As curvas do meio do Mercado. Do segundo piso é possível sentir o cheiro característico do Mercado Público de Porto Alegre. Uma união de aromas que acaba criando o cheiro único dele.

 

É muito interessante a perfeita integração de ambos os pisos, do nível térreo com o segundo pavimento, por meio dos detalhes arquitetônicos.

 

No flagra!
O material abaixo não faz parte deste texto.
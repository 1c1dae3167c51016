//! `SimOutputObserver<W>` — bridges `SimObserver` to an `OutputWriter`.

use cs_core::{AgentId, Tick};
use cs_fsm::{Fsm, StepReport};
use cs_sim::SimObserver;

use crate::row::{TickSummaryRow, TrajectoryRow};
use crate::writer::OutputWriter;
use crate::{OutputError, OutputResult};

/// A [`SimObserver`] that writes agent trajectories and tick summaries to
/// any [`OutputWriter`] backend.
///
/// Errors from the writer are stored internally because `SimObserver` methods
/// have no return value.  After `sim.run()` returns, check for errors with
/// [`take_error`][Self::take_error].
pub struct SimOutputObserver<W: OutputWriter> {
    writer:     W,
    last_error: Option<OutputError>,
}

impl<W: OutputWriter> SimOutputObserver<W> {
    pub fn new(writer: W) -> Self {
        Self { writer, last_error: None }
    }

    /// Take the stored write error (if any) after `sim.run()` returns.
    ///
    /// Returns `None` if all writes succeeded.
    pub fn take_error(&mut self) -> Option<OutputError> {
        self.last_error.take()
    }

    /// Unwrap the inner writer (e.g. to inspect files after the sim).
    pub fn into_writer(self) -> W {
        self.writer
    }

    fn store_err(&mut self, result: OutputResult<()>) {
        if let Err(e) = result {
            // Keep only the first error.
            if self.last_error.is_none() {
                log::warn!("output write failed: {e}");
                self.last_error = Some(e);
            }
        }
    }
}

impl<W: OutputWriter> SimObserver for SimOutputObserver<W> {
    fn on_tick_end(&mut self, tick: Tick, report: &StepReport) {
        let row = TickSummaryRow {
            tick:            tick.0,
            time_secs:       report.elapsed_secs,
            transitions:     report.transitions as u64,
            tasks_ok:        report.tasks.succeeded as u64,
            tasks_recovered: report.tasks.recovered.len() as u64,
        };
        let result = self.writer.write_tick_summary(&row);
        self.store_err(result);
    }

    fn on_snapshot(&mut self, tick: Tick, fsm: &Fsm) {
        let time_secs = fsm.clock().elapsed_secs();
        let agents = fsm.agents();
        let rows: Vec<TrajectoryRow> = agents
            .agent_ids()
            .map(|id: AgentId| {
                let i = id.index();
                TrajectoryRow {
                    agent_id: id.0,
                    tick: tick.0,
                    time_secs,
                    x: agents.position[i].x,
                    y: agents.position[i].y,
                    vx: agents.velocity[i].x,
                    vy: agents.velocity[i].y,
                    state: fsm.state_of(id).map(|s| s.name.clone()).unwrap_or_default(),
                    class_id: agents.class_id[i],
                }
            })
            .collect();

        if !rows.is_empty() {
            let result = self.writer.write_trajectories(&rows);
            self.store_err(result);
        }
    }

    fn on_sim_end(&mut self, _final_tick: Tick) {
        let result = self.writer.finish();
        self.store_err(result);
    }
}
Quando eu como meu doce preferido, sinto como se o tempo parasse pra mim.

 

ONDE COMPRAR – Um pequeno guia de compras do Mercado Público de Porto Alegre

  • Banca do Holandês – Doce de Leite Aviação (prefiro o doce de leite mais claro do que o mais escuro, de gosto caramelizado, como os uruguaios pronto, falei), que estava uns cinco reais mais barato que no Zaffari (rede de supermercados daqui, com unidades em São Paulo também); os itens para o meu bowl de café da manhã, como flocos de milho sem açúcar, damasco, uva passa, lascas de coco secas, castanhas do pará quebradas; a goiabada Zélia; uma coisa deliciosa que é a castanha de caju envolta em açúcar mascavo e gergelim; queijos (ralado e em fatia).
  • Na Banca 38 podemos encontrar a maioria dos itens que mencionei acima, assim como em bancas menores. O esquema é pesquisar para ver em qual está mais barato. Por outro lado, uma dica é sempre reparar onde tem mais movimento. Os nuts e cereais vendidos a granel eu gosto de comprar onde tem mais movimento, porque são repostos mais rapidamente, evitando a proliferação de bichinhos.
  • Banca 40 – Sucos naturais e água de coco. E também a famosa Bomba Royal e os Morangos com Nata, que eu ainda quero experimentar.
  • Café do Mercado – Não tomo café preto mas meu marido sim, e aqui o grão é moído na hora, além de oferecer várias opções, como o café orgânico.
  • Banca 13 – Paninhos para a casa, como o de chão, o de prato e uns pequenos para tirar o pó.

 

Ponto do Chimarrão – Erva-mate Amizade (moída tradicional) a granel, praticamente o mesmo preço que a de pacote, e chás. Adoro o de casca de noz-pecã. Japesca – Na peixaria, compro os filés de peixe e outros frutos para preparar em casa e, no restaurante, quatro niguiris de salmão podem ser meu café da tarde.

 

Eu não consigo fazer como a Dua Lipa, não consigo comprar frutas e verduras no Mercado Público de Porto Alegre, acho muito caro. Prefiro comprar nas feiras de rua em dias específicos. Porém, vai ser difícil encontrar pitaia ou jiló, por exemplo. Nisso o Mercado leva vantagem, pois nos coloca em contato com espécies não muito vistas por aí. Mas isso tem seu preço.

 

Nossa, que sensação de dever cumprido ter dedicado uma postagem ao meu querido Mercado Público de Porto Alegre. Eu, assim como muitos porto-alegrenses, continuarei na torcida para que dêem o devido valor a este integrante da nossa família e que seja recuperado, preservado e mantido mais vivo do que nunca, com todas as suas portas e janelas liberando as fumaças, os aromas, as risadas, os barulhos, os causos e a própria história de sua vida. Das nossas vidas.